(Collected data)
---*---

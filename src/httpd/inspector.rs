use super::json_error::JsonError;
use crate::app::AppState;
use anyhow::Context;
use axum::{extract::State, Json};
use inspector_json::{Inspector, PatchInspector, RefreshState};
use std::time::Duration;

pub fn inspector_settings_json(state: &AppState) -> Inspector {
    let settings = state.acquisition().settings();
    let refresh = state.refresh();
    let presentation = state.presentation();
    Inspector {
        packet_size: settings.packet_size,
        max_packet_size: settings.max_packet_size,
        fractional_bits: settings.fractional_bits,
        autoscale: settings.autoscale,
        refresh: if refresh.is_running() {
            RefreshState::Running
        } else {
            RefreshState::Stopped
        },
        plotting_rate: refresh.interval().as_secs_f64(),
        sampling_frequency: presentation.sampling_frequency(),
        axis_range: presentation.axis_range(),
    }
}

pub async fn get_inspector(State(state): State<AppState>) -> Json<Inspector> {
    Json(inspector_settings_json(&state))
}

async fn update_inspector(state: &AppState, patch: &PatchInspector) -> Result<(), JsonError> {
    if let Some(packet_size) = patch.packet_size {
        state.acquisition().set_packet_size(packet_size).await?;
    }
    if let Some(fractional_bits) = patch.fractional_bits {
        state
            .acquisition()
            .set_fractional_bits(fractional_bits)
            .await?;
    }
    if let Some(autoscale) = patch.autoscale {
        state.acquisition().set_autoscale(autoscale).await?;
    }
    if let Some(plotting_rate) = patch.plotting_rate {
        let interval = Duration::try_from_secs_f64(plotting_rate)
            .context("invalid plotting rate")
            .map_err(JsonError::client_error)?;
        state.refresh().set_interval(interval)?;
    }
    if let Some(sampling_frequency) = patch.sampling_frequency {
        state
            .presentation()
            .set_sampling_frequency(sampling_frequency)
            .map_err(JsonError::client_error)?;
    }
    if let Some(axis_range) = patch.axis_range {
        state
            .presentation()
            .set_axis_range(axis_range)
            .map_err(JsonError::client_error)?;
    }
    // Applied last, so that a refresh started by this request already uses
    // the other settings.
    match patch.refresh {
        Some(RefreshState::Running) => state.refresh().start(),
        Some(RefreshState::Stopped) => state.refresh().stop(),
        None => (),
    }
    Ok(())
}

pub async fn patch_inspector(
    State(state): State<AppState>,
    Json(patch): Json<PatchInspector>,
) -> Result<Json<Inspector>, JsonError> {
    update_inspector(&state, &patch).await?;
    Ok(Json(inspector_settings_json(&state)))
}

#[cfg(test)]
mod test {
    use super::*;
    use crate::testing;
    use axum::http::StatusCode;

    #[tokio::test]
    async fn initial_settings() {
        let Json(inspector) = get_inspector(State(testing::app_state())).await;
        assert_eq!(
            inspector,
            Inspector {
                packet_size: 64,
                max_packet_size: 2048,
                fractional_bits: 14,
                autoscale: false,
                refresh: RefreshState::Stopped,
                plotting_rate: 0.5,
                sampling_frequency: 100e3,
                axis_range: 1.0,
            }
        );
    }

    #[tokio::test]
    async fn patch() {
        let state = testing::app_state();
        let patch = PatchInspector {
            packet_size: Some(256),
            fractional_bits: Some(12),
            autoscale: Some(true),
            refresh: Some(RefreshState::Running),
            plotting_rate: Some(0.25),
            sampling_frequency: Some(1e6),
            axis_range: Some(2.0),
        };
        let Json(inspector) = patch_inspector(State(state.clone()), Json(patch))
            .await
            .unwrap();
        assert_eq!(
            inspector,
            Inspector {
                packet_size: 256,
                max_packet_size: 2048,
                fractional_bits: 12,
                autoscale: true,
                refresh: RefreshState::Running,
                plotting_rate: 0.25,
                sampling_frequency: 1e6,
                axis_range: 2.0,
            }
        );
        let registers = state.acquisition().registers().await.unwrap();
        assert_eq!(registers.packetsize, 256);
    }

    #[tokio::test]
    async fn invalid_patch() {
        let state = testing::app_state();
        for patch in [
            PatchInspector {
                packet_size: Some(0),
                ..Default::default()
            },
            PatchInspector {
                plotting_rate: Some(0.0),
                ..Default::default()
            },
            PatchInspector {
                plotting_rate: Some(-1.0),
                ..Default::default()
            },
            PatchInspector {
                plotting_rate: Some(1e19),
                ..Default::default()
            },
            PatchInspector {
                packet_size: Some(2049),
                ..Default::default()
            },
            PatchInspector {
                fractional_bits: Some(16),
                ..Default::default()
            },
            PatchInspector {
                axis_range: Some(0.0),
                ..Default::default()
            },
        ] {
            let error = patch_inspector(State(state.clone()), Json(patch))
                .await
                .unwrap_err();
            assert_eq!(error.status_code(), StatusCode::BAD_REQUEST);
        }
        let Json(inspector) = get_inspector(State(state)).await;
        assert_eq!(inspector.packet_size, 64);
        assert_eq!(inspector.fractional_bits, 14);
        assert_eq!(inspector.plotting_rate, 0.5);
    }
}
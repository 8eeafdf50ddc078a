use super::{inspector::inspector_settings_json, json_error::JsonError};
use crate::app::AppState;
use axum::{extract::State, Json};

pub async fn get_api(
    State(state): State<AppState>,
) -> Result<Json<inspector_json::Api>, JsonError> {
    let registers = state.acquisition().registers().await?;
    Ok(Json(inspector_json::Api {
        inspector: inspector_settings_json(&state),
        registers,
    }))
}

#[cfg(test)]
mod test {
    use super::*;
    use crate::testing;

    #[tokio::test]
    async fn whole_configuration() {
        let state = testing::app_state();
        let Json(api) = get_api(State(state)).await.unwrap();
        assert_eq!(api.inspector.packet_size, 64);
        assert_eq!(api.registers.packetsize, 64);
        assert_eq!((api.registers.reset, api.registers.enable), (1, 0));
    }
}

---*---

■ What is being asked
Exactly as they stand, write out all of the entries.

■ Response to the exercise
filename src/httpd/inspector.rs
use super::json_error::JsonError;
use crate::app::AppState;
use anyhow::Context;
use axum::{extract::State, Json};
use inspector_json::{Inspector, PatchInspector, RefreshState};
use std::time::Duration;

pub fn inspector_settings_json(state: &AppState) -> Inspector {
    let settings = state.acquisition().settings();
    let refresh = state.refresh();
    let presentation = state.presentation();
    Inspector {
        packet_size: settings.packet_size,
        max_packet_size: settings.max_packet_size,
        fractional_bits: settings.fractional_bits,
        autoscale: settings.autoscale,
        refresh: if refresh.is_running() {
            RefreshState::Running
        } else {
            RefreshState::Stopped
        },
        plotting_rate: refresh.interval().as_secs_f64(),
        sampling_frequency: presentation.sampling_frequency(),
        axis_range: presentation.axis_range(),
    }
}

pub async fn get_inspector(State(state): State<AppState>) -> Json<Inspector> {
    Json(inspector_settings_json(&state))
}

async fn update_inspector(state: &AppState, patch: &PatchInspector) -> Result<(), JsonError> {
    if let Some(packet_size) = patch.packet_size {
        state.acquisition().set_packet_size(packet_size).await?;
    }
    if let Some(fractional_bits) = patch.fractional_bits {
        state
            .acquisition()
            .set_fractional_bits(fractional_bits)
            .await?;
    }
    if let Some(autoscale) = patch.autoscale {
        state.acquisition().set_autoscale(autoscale).await?;
    }
    if let Some(plotting_rate) = patch.plotting_rate {
        let interval = Duration::try_from_secs_f64(plotting_rate)
            .context("invalid plotting rate")
            .map_err(JsonError::client_error)?;
        state.refresh().set_interval(interval)?;
    }
    if let Some(sampling_frequency) = patch.sampling_frequency {
        state
            .presentation()
            .set_sampling_frequency(sampling_frequency)
            .map_err(JsonError::client_error)?;
    }
    if let Some(axis_range) = patch.axis_range {
        state
            .presentation()
            .set_axis_range(axis_range)
            .map_err(JsonError::client_error)?;
    }
    // Applied last, so that a refresh started by this request already uses
    // the other settings.
    match patch.refresh {
        Some(RefreshState::Running) => state.refresh().start(),
        Some(RefreshState::Stopped) => state.refresh().stop(),
        None => (),
    }
    Ok(())
}

pub async fn patch_inspector(
    State(state): State<AppState>,
    Json(patch): Json<PatchInspector>,
) -> Result<Json<Inspector>, JsonError> {
    update_inspector(&state, &patch).await?;
    Ok(Json(inspector_settings_json(&state)))
}

#[cfg(test)]
mod test {
    use super::*;
    use crate::testing;
    use axum::http::StatusCode;

    #[tokio::test]
    async fn initial_settings() {
        let Json(inspector) = get_inspector(State(testing::app_state())).await;
        assert_eq!(
            inspector,
            Inspector {
                packet_size: 64,
                max_packet_size: 2048,
                fractional_bits: 14,
                autoscale: false,
                refresh: RefreshState::Stopped,
                plotting_rate: 0.5,
                sampling_frequency: 100e3,
                axis_range: 1.0,
            }
        );
    }

    #[tokio::test]
    async fn patch() {
        let state = testing::app_state();
        let patch = PatchInspector {
            packet_size: Some(256),
            fractional_bits: Some(12),
            autoscale: Some(true),
            refresh: Some(RefreshState::Running),
            plotting_rate: Some(0.25),
            sampling_frequency: Some(1e6),
            axis_range: Some(2.0),
        };
        let Json(inspector) = patch_inspector(State(state.clone()), Json(patch))
            .await
            .unwrap();
        assert_eq!(
            inspector,
            Inspector {
                packet_size: 256,
                max_packet_size: 2048,
                fractional_bits: 12,
                autoscale: true,
                refresh: RefreshState::Running,
                plotting_rate: 0.25,
                sampling_frequency: 1e6,
                axis_range: 2.0,
            }
        );
        let registers = state.acquisition().registers().await.unwrap();
        assert_eq!(registers.packetsize, 256);
    }

    #[tokio::test]
    async fn invalid_patch() {
        let state = testing::app_state();
        for patch in [
            PatchInspector {
                packet_size: Some(0),
                ..Default::default()
            },
            PatchInspector {
                plotting_rate: Some(0.0),
                ..Default::default()
            },
            PatchInspector {
                plotting_rate: Some(-1.0),
                ..Default::default()
            },
            PatchInspector {
                plotting_rate: Some(1e19),
                ..Default::default()
            },
            PatchInspector {
                packet_size: Some(2049),
                ..Default::default()
            },
            PatchInspector {
                fractional_bits: Some(16),
                ..Default::default()
            },
            PatchInspector {
                axis_range: Some(0.0),
                ..Default::default()
            },
        ] {
            let error = patch_inspector(State(state.clone()), Json(patch))
                .await
                .unwrap_err();
            assert_eq!(error.status_code(), StatusCode::BAD_REQUEST);
        }
        let Json(inspector) = get_inspector(State(state)).await;
        assert_eq!(inspector.packet_size, 64);
        assert_eq!(inspector.fractional_bits, 14);
        assert_eq!(inspector.plotting_rate, 0.5);
    }
}
repository 8eeafdf50ddc078a
use super::{inspector::inspector_settings_json, json_error::JsonError};
use crate::app::AppState;
use axum::{extract::State, Json};

pub async fn get_api(
    State(state): State<AppState>,
) -> Result<Json<inspector_json::Api>, JsonError> {
    let registers = state.acquisition().registers().await?;
    Ok(Json(inspector_json::Api {
        inspector: inspector_settings_json(&state),
        registers,
    }))
}

#[cfg(test)]
mod test {
    use super::*;
    use crate::testing;

    #[tokio::test]
    async fn whole_configuration() {
        let state = testing::app_state();
        let Json(api) = get_api(State(state)).await.unwrap();
        assert_eq!(api.inspector.packet_size, 64);
        assert_eq!(api.registers.packetsize, 64);
        assert_eq!((api.registers.reset, api.registers.enable), (1, 0));
    }
}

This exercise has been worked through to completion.